Motivasi kepala sekolah mengizinkan guru ikut membantu siswa berbuat curang
adalah karena tidak ingin melihat banyak siswa di sekolahnya tidak lulus,
selain malu tentu akreditasi sekolah tersebut akan dipertanyakan. Kemudian yang
diuntungkan di posisi ini adalah oknum-oknum yang tidak bertanggung jawab. saya
menduga oknum tersebut adalah orang dalam (intern) dari Departemen Pendidikan
Indonesia. Kalau tidak, bagaimana mereka bisa mendapatkan hal-hal seintim itu.
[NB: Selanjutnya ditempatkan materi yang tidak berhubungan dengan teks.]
//! Request body extractor.
//!
//! Handlers take the raw JSON object and hand it to the validation pass in
//! `camp_core::validation`, which reports every field problem at once. Only a
//! body that is not a JSON object at all is rejected here.

use axum::async_trait;
use axum::body::Bytes;
use axum::extract::{FromRequest, Request};
use serde_json::{Map, Value};

use crate::error::ApiError;

pub const BODY_NOT_OBJECT: &str = "Request body must be a JSON object.";

/// A request body parsed as a JSON object.
///
/// No `Content-Type` check is made; the bytes alone decide.
#[derive(Debug, Clone, PartialEq)]
pub struct JsonObject(pub Map<String, Value>);

#[async_trait]
impl<S> FromRequest<S> for JsonObject
where
    S: Send + Sync,
{
    type Rejection = ApiError;

    async fn from_request(req: Request, state: &S) -> Result<Self, Self::Rejection> {
        let bytes = Bytes::from_request(req, state)
            .await
            .map_err(|_| ApiError::bad_request(BODY_NOT_OBJECT))?;

        JsonObject::parse(&bytes)
    }
}

impl JsonObject {
    /// Parses raw body bytes, for handlers that must look something up first.
    pub fn parse(bytes: &[u8]) -> Result<Self, ApiError> {
        match serde_json::from_slice::<Value>(bytes) {
            Ok(Value::Object(map)) => Ok(JsonObject(map)),
            _ => Err(ApiError::bad_request(BODY_NOT_OBJECT)),
        }
    }
}

impl std::ops::Deref for JsonObject {
    type Target = Map<String, Value>;

    fn deref(&self) -> &Self::Target {
        &self.0
    }
}
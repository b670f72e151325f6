//! # Database Migrations
//!
//! Embedded SQL migrations for Camp Roster.
//!
//! ## How Migrations Work
//! ```text
//! ┌─────────────────────────────────────────────────────────────────────────┐
//! │                      Migration Process                                  │
//! │                                                                         │
//! │  Server / seed startup                                                 │
//! │       │                                                                 │
//! │       ▼                                                                 │
//! │  Check _sqlx_migrations table (create if missing)                      │
//! │       │                                                                 │
//! │       ▼                                                                 │
//! │  Compare embedded migrations vs applied                                │
//! │       │                                                                 │
//! │       └── 001_initial_schema.sql                                       │
//! │       │                                                                 │
//! │       ▼                                                                 │
//! │  Run pending migrations in order, record each one                      │
//! └─────────────────────────────────────────────────────────────────────────┘
//! ```
//!
//! ## Adding New Migrations
//!
//! 1. Create a new file in `migrations/sqlite/` with the next sequence number
//! 2. Name format: `NNN_description.sql`
//! 3. **NEVER** modify existing migrations - always add new ones

use sqlx::SqlitePool;
use tracing::info;

use crate::error::DbResult;

/// Embedded migrations from the workspace `migrations/sqlite` directory.
static MIGRATOR: sqlx::migrate::Migrator = sqlx::migrate!("../../migrations/sqlite");

/// Runs all pending database migrations.
///
/// Idempotent: safe to run on every startup.
pub async fn run_migrations(pool: &SqlitePool) -> DbResult<()> {
    info!("Checking for pending migrations");

    MIGRATOR.run(pool).await?;

    info!("All migrations applied successfully");
    Ok(())
}

/// Returns `(total_migrations, applied_migrations)` for diagnostics.
pub async fn migration_status(pool: &SqlitePool) -> DbResult<(usize, usize)> {
    let total = MIGRATOR.migrations.len();

    let applied: i64 = sqlx::query_scalar("SELECT COUNT(*) FROM _sqlx_migrations")
        .fetch_one(pool)
        .await
        .unwrap_or(0);

    Ok((total, applied as usize))
}
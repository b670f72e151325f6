//! # Camp Roster API
//!
//! HTTP server entry point.
//!
//! ```text
//! load config ──► open SQLite pool (+ migrations) ──► serve ──► Ctrl+C / SIGTERM ──► close pool
//! ```

use camp_api::{router, ApiConfig, AppState};
use camp_db::{migrations, Database};
use tokio::net::TcpListener;
use tracing::{error, info, warn};
use tracing_subscriber::EnvFilter;

#[tokio::main]
async fn main() -> anyhow::Result<()> {
    tracing_subscriber::fmt()
        .with_env_filter(
            EnvFilter::try_from_default_env()
                .unwrap_or_else(|_| EnvFilter::new("info,camp_api=debug")),
        )
        .with_target(true)
        .init();

    info!("Starting Camp Roster API server...");

    let config = ApiConfig::load()?;
    info!(
        host = %config.host,
        port = config.port,
        db_url = %config.database_url,
        "Configuration loaded"
    );

    let db = Database::new(config.db_config()).await?;
    let (total, applied) = migrations::migration_status(db.pool()).await?;
    if !db.health_check().await {
        warn!("Database health check failed; requests may error");
    }
    info!(migrations_total = total, migrations_applied = applied, "Database ready");

    let app = router(AppState::new(db.clone()));

    let listener = TcpListener::bind((config.host.as_str(), config.port)).await?;
    info!(addr = %listener.local_addr()?, "Listening");

    axum::serve(listener, app)
        .with_graceful_shutdown(shutdown_signal())
        .await?;

    db.close().await;
    info!("Server shutdown complete");
    Ok(())
}

/// Graceful shutdown signal handler.
async fn shutdown_signal() {
    let ctrl_c = async {
        if let Err(e) = tokio::signal::ctrl_c().await {
            error!(error = %e, "Failed to install Ctrl+C handler");
            std::future::pending::<()>().await;
        }
    };

    #[cfg(unix)]
    let terminate = async {
        match tokio::signal::unix::signal(tokio::signal::unix::SignalKind::terminate()) {
            Ok(mut signal) => {
                signal.recv().await;
            }
            Err(e) => {
                error!(error = %e, "Failed to install SIGTERM handler");
                std::future::pending::<()>().await;
            }
        }
    };

    #[cfg(not(unix))]
    let terminate = std::future::pending::<()>();

    tokio::select! {
        _ = ctrl_c => {},
        _ = terminate => {},
    }

    info!("Shutdown signal received, starting graceful shutdown...");
}
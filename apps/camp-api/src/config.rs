//! API configuration module.
//!
//! Configuration is loaded from environment variables with fallback to defaults.

use std::env;

use camp_db::pool::DEFAULT_DATABASE_URL;
use camp_db::DbConfig;
use serde::{Deserialize, Serialize};

/// Camp API configuration.
#[derive(Debug, Clone, PartialEq, Eq, Serialize, Deserialize)]
pub struct ApiConfig {
    /// Interface to bind
    pub host: String,

    /// HTTP port
    pub port: u16,

    /// SQLite connection string
    pub database_url: String,

    /// Pool size
    pub db_max_connections: u32,
}

impl ApiConfig {
    /// Load configuration from environment variables.
    pub fn load() -> Result<Self, ConfigError> {
        Self::from_source(|key| env::var(key).ok())
    }

    /// Load configuration from an arbitrary key lookup.
    pub fn from_source<F>(lookup: F) -> Result<Self, ConfigError>
    where
        F: Fn(&str) -> Option<String>,
    {
        let config = ApiConfig {
            host: lookup("HOST").unwrap_or_else(|| "127.0.0.1".to_string()),

            port: lookup("PORT")
                .unwrap_or_else(|| "5555".to_string())
                .parse()
                .map_err(|_| ConfigError::InvalidValue("PORT".to_string()))?,

            database_url: lookup("DB_URI").unwrap_or_else(|| DEFAULT_DATABASE_URL.to_string()),

            db_max_connections: lookup("DB_MAX_CONNECTIONS")
                .unwrap_or_else(|| "5".to_string())
                .parse()
                .map_err(|_| ConfigError::InvalidValue("DB_MAX_CONNECTIONS".to_string()))?,
        };

        if config.host.trim().is_empty() {
            return Err(ConfigError::InvalidValue("HOST".to_string()));
        }
        if config.db_max_connections == 0 {
            return Err(ConfigError::InvalidValue("DB_MAX_CONNECTIONS".to_string()));
        }

        Ok(config)
    }

    /// Database settings derived from this configuration.
    pub fn db_config(&self) -> DbConfig {
        DbConfig::new(&self.database_url).max_connections(self.db_max_connections)
    }
}

/// Configuration error types.
#[derive(Debug, thiserror::Error)]
pub enum ConfigError {
    #[error("Invalid value for {0}")]
    InvalidValue(String),
}
//! Signup endpoints.

use axum::extract::State;
use axum::http::StatusCode;
use axum::routing::get;
use axum::{Json, Router};
use camp_core::validation::{validate_new_signup, SignupReferences};
use camp_core::{CoreError, Resource, SignupView};
use tracing::info;

use super::ActivityDto;
use crate::error::ApiResult;
use crate::extract::JsonObject;
use crate::AppState;

pub fn routes() -> Router<AppState> {
    Router::new().route("/signups", get(list_signups).post(create_signup))
}

async fn list_signups(State(state): State<AppState>) -> ApiResult<Json<Vec<SignupView>>> {
    Ok(Json(state.db.signups().list_views().await?))
}

/// Books a camper into an activity and answers with the activity, not the signup.
async fn create_signup(
    State(state): State<AppState>,
    JsonObject(body): JsonObject,
) -> ApiResult<(StatusCode, Json<ActivityDto>)> {
    let refs = SignupReferences::from_payload(&body);
    let existing = state.db.signups().resolve_references(&refs).await?;
    let new = validate_new_signup(&body, existing)?;

    let signup = state.db.signups().create(&new).await?;
    info!(
        id = signup.id,
        activity_id = signup.activity_id,
        camper_id = signup.camper_id,
        "Signup created"
    );

    let activity = state
        .db
        .activities()
        .find_by_id(signup.activity_id)
        .await?
        .ok_or(CoreError::NotFound(Resource::Activity))?;

    Ok((StatusCode::CREATED, Json(activity.into())))
}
Atau jangan-jangan ini adalah skenario belaka dari pimpinan atas juga, taruhlah
pak menteri atau presiden begitu. Kemudian mereka melakukan konfrensi pers
kepada media bahwa akan melakukan penjagaan super ketat lalu setelah ujian
berakhir dia akan berkata “saya senag dengan hasil kelulusan yang selalu
meningkat setiap tahun dan tidak adanya kebocoran soal”
What?? Tidak ada
kebocoran soal? Koreksi ulang kata-kata Anda karena ada kemungkinan Anda
menyembunyikan sesuatu. Adanya peningkatan hasil kelulusan mungkin saja dapat
diartikan sebagai meningkatnya pula kecurangan dalam ujian. Hal tersebut
berarti tingkat kejujuran siswa sangat buruk dan moral generasi penerus bangsa
ini sangat mengkhawatirkan.
Saya tidak
menyangka, akhir dari bangsa Indonesia mungkin karena rusaknya generasi muda
yang terbentuk dari sistem pendidan yang buruk. Saya tidak menyangka, akhir
dari kejayaan Indonesia berakhir di tangan negaranya sendiri, yang lupa
bagaimana caranya bersuara, yang lupa bagaimana menyuarakan kebenaran, dan aku
pun menyesal telah ikut dalam barisan hitam tersebut. Aku adalah bagian
ketidakjujuran pendidikan yang menjadi pilar bangsa yang megah ini.
Setidaknya
kawan, aku telah menuliskan tulisan ini. Aku berani menjadi pengecut. Tak ada
gunanya ditutup-tutupi, semua sudah tahu, hanya mereka enggan banyak bersua.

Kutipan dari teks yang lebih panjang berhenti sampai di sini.